— Я в этом виноват, значит? Виноват, говорю? — заорал в свою очередь Аваг, сообразив, что в таких дурацких условиях его грозно-спокойный тон, от которого в иных обстоятельствах гарихачцы приходили в трепет, никак не срабатывает. — Виноват, говорю, выходит, я?
— Почему ты? — кричал Шаген. — Разве я сказал, что ты виноват? Слушайте, люди, разве я когда-нибудь говорил, что этот человек в чем-то виноват? Я просто говорю…
— Чепуху ты говоришь! — сказал Арташес, выходя из гумна.
— Кто? — спросил Шаген с наивным выражением лица и даже осмотрелся по сторонам, словно был на сто процентов уверен, что чепуху могут говорить все, кто угодно, только не он.
— Ты! — сказал Арташес, приближаясь к молотилке.
— Может быть, — сказал Шаген, — все может быть, спорить не стану, не в моем характере спорить.

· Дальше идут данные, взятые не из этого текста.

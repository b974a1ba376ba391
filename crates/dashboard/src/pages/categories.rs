use stockdesk_core::{Category, CategoryDraft, CategoryId};

use crate::pages::list::ListPage;
use crate::pages::{contains_ci, required};
use crate::services::ResourceService;

#[derive(Debug, Clone, Default, PartialEq, Eq)]
pub struct CategoryForm {
    pub name: String,
}

impl CategoryForm {
    pub fn from_record(category: &Category) -> Self {
        Self {
            name: category.name.clone(),
        }
    }

    pub fn to_draft(&self) -> Result<CategoryDraft, String> {
        Ok(CategoryDraft {
            name: required(&self.name, "name")?,
        })
    }
}

#[derive(Debug)]
pub struct CategoriesPage {
    list: ListPage<Category>,
    pub form: CategoryForm,
}

impl CategoriesPage {
    pub fn new(service: ResourceService<Category>) -> Self {
        Self {
            list: ListPage::new(service),
            form: CategoryForm::default(),
        }
    }

    pub fn list(&self) -> &ListPage<Category> {
        &self.list
    }

    pub fn list_mut(&mut self) -> &mut ListPage<Category> {
        &mut self.list
    }

    pub async fn load(&mut self) {
        self.list.load().await;
    }

    pub fn visible(&self) -> Vec<&Category> {
        self.list.filtered(|c, needle| contains_ci(&c.name, needle))
    }

    pub fn open_create(&mut self) -> bool {
        let opened = self.list.open_create();
        if opened {
            self.form = CategoryForm::default();
        }
        opened
    }

    pub fn open_edit(&mut self, id: CategoryId) -> bool {
        let opened = self.list.open_edit(id);
        if let Some(category) = self.list.selected().filter(|_| opened) {
            self.form = CategoryForm::from_record(category);
        }
        opened
    }

    pub async fn save(&mut self) -> bool {
        match self.form.to_draft() {
            Ok(draft) => self.list.save(draft).await,
            Err(message) => {
                self.list.toasts_mut().error(message);
                false
            }
        }
    }

    pub async fn confirm_delete(&mut self) -> bool {
        self.list.confirm_delete().await
    }
}
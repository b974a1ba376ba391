use rust_decimal::Decimal;
use serde::{Deserialize, Serialize};

use crate::error::{DomainError, DomainResult, require_text};
use crate::id::{CategoryId, ProductId, SupplierId};
use crate::money::check_money;
use crate::record::{Record, Validate};

/// A sellable product.
///
/// `category_id` and `supplier_id` are expected to reference existing rows, but
/// nothing at this layer checks that they do.
#[derive(Debug, Clone, PartialEq, Eq, Serialize, Deserialize)]
#[serde(rename_all = "camelCase")]
pub struct Product {
    pub id: ProductId,
    pub name: String,
    #[serde(default)]
    pub description: String,
    pub price: Decimal,
    pub category_id: CategoryId,
    pub supplier_id: SupplierId,
}

#[derive(Debug, Clone, PartialEq, Eq, Serialize, Deserialize)]
#[serde(rename_all = "camelCase")]
pub struct ProductDraft {
    pub name: String,
    #[serde(default)]
    pub description: String,
    pub price: Decimal,
    pub category_id: CategoryId,
    pub supplier_id: SupplierId,
}

impl Validate for ProductDraft {
    fn validate(&self) -> DomainResult<()> {
        require_text("name", &self.name)?;
        if self.price < Decimal::ZERO {
            return Err(DomainError::validation("price must not be negative"));
        }
        check_money("price", self.price)?;
        if !self.category_id.is_assigned() {
            return Err(DomainError::validation("categoryId must be a positive id"));
        }
        if !self.supplier_id.is_assigned() {
            return Err(DomainError::validation("supplierId must be a positive id"));
        }
        Ok(())
    }
}

impl Record for Product {
    type Id = ProductId;
    type Draft = ProductDraft;

    const COLLECTION: &'static str = "products";
    const LABEL: &'static str = "product";

    fn id(&self) -> ProductId {
        self.id
    }

    fn from_draft(id: ProductId, draft: ProductDraft) -> Self {
        Self {
            id,
            name: draft.name,
            description: draft.description,
            price: draft.price,
            category_id: draft.category_id,
            supplier_id: draft.supplier_id,
        }
    }

    fn to_draft(&self) -> ProductDraft {
        ProductDraft {
            name: self.name.clone(),
            description: self.description.clone(),
            price: self.price,
            category_id: self.category_id,
            supplier_id: self.supplier_id,
        }
    }
}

Аваг сердито покачал головой, подошел к Арташесу. Они отошли подальше от грохочущей молотилки.
— Ты видишь, что делается, да, Арташес? По-твоему, это как называется?
— Не обращай внимания. Эта молодежь, знаешь, иной раз и не то сболтнет.
— Нет, Арташес, не в молодежи дело. Когда человека не любят, он всегда во всем виноват, Арташес. Ладно, вот, подпиши. — Аваг достал из кармана исписанный листок и протянул Арташесу. — Или это тоже не подпишешь?
Председатель взял бумагу, пробежал глазами.
— Уже и старик попался тебе?
— Смеешься, да, Арташес? — Аваг исподлобья метнул яростный взгляд на Арташеса. — Вот с такими смешочками и распускают людей до того, что они уже воровать открыто начинают.
— Кто ворует? Уж не Саак ли?
— Сегодня Саак, завтра, смотришь, еще кто-нибудь. И актов уже не боятся. А было время — крестьянин цену знал каждой бумажке.
Арташес нахмурился, сложил бумагу, сунул во внутренний карман пиджака.
— Ну, подпишешь, что ли? — сказал Аваг. — Надо поскорее меры принять, Арташес.
— Не подпишу. Сейчас нет времени.
— На подпись нет времени, Арташес? — удивился Аваг.
— Тебя выслушал, надо и его выслушать, разобраться.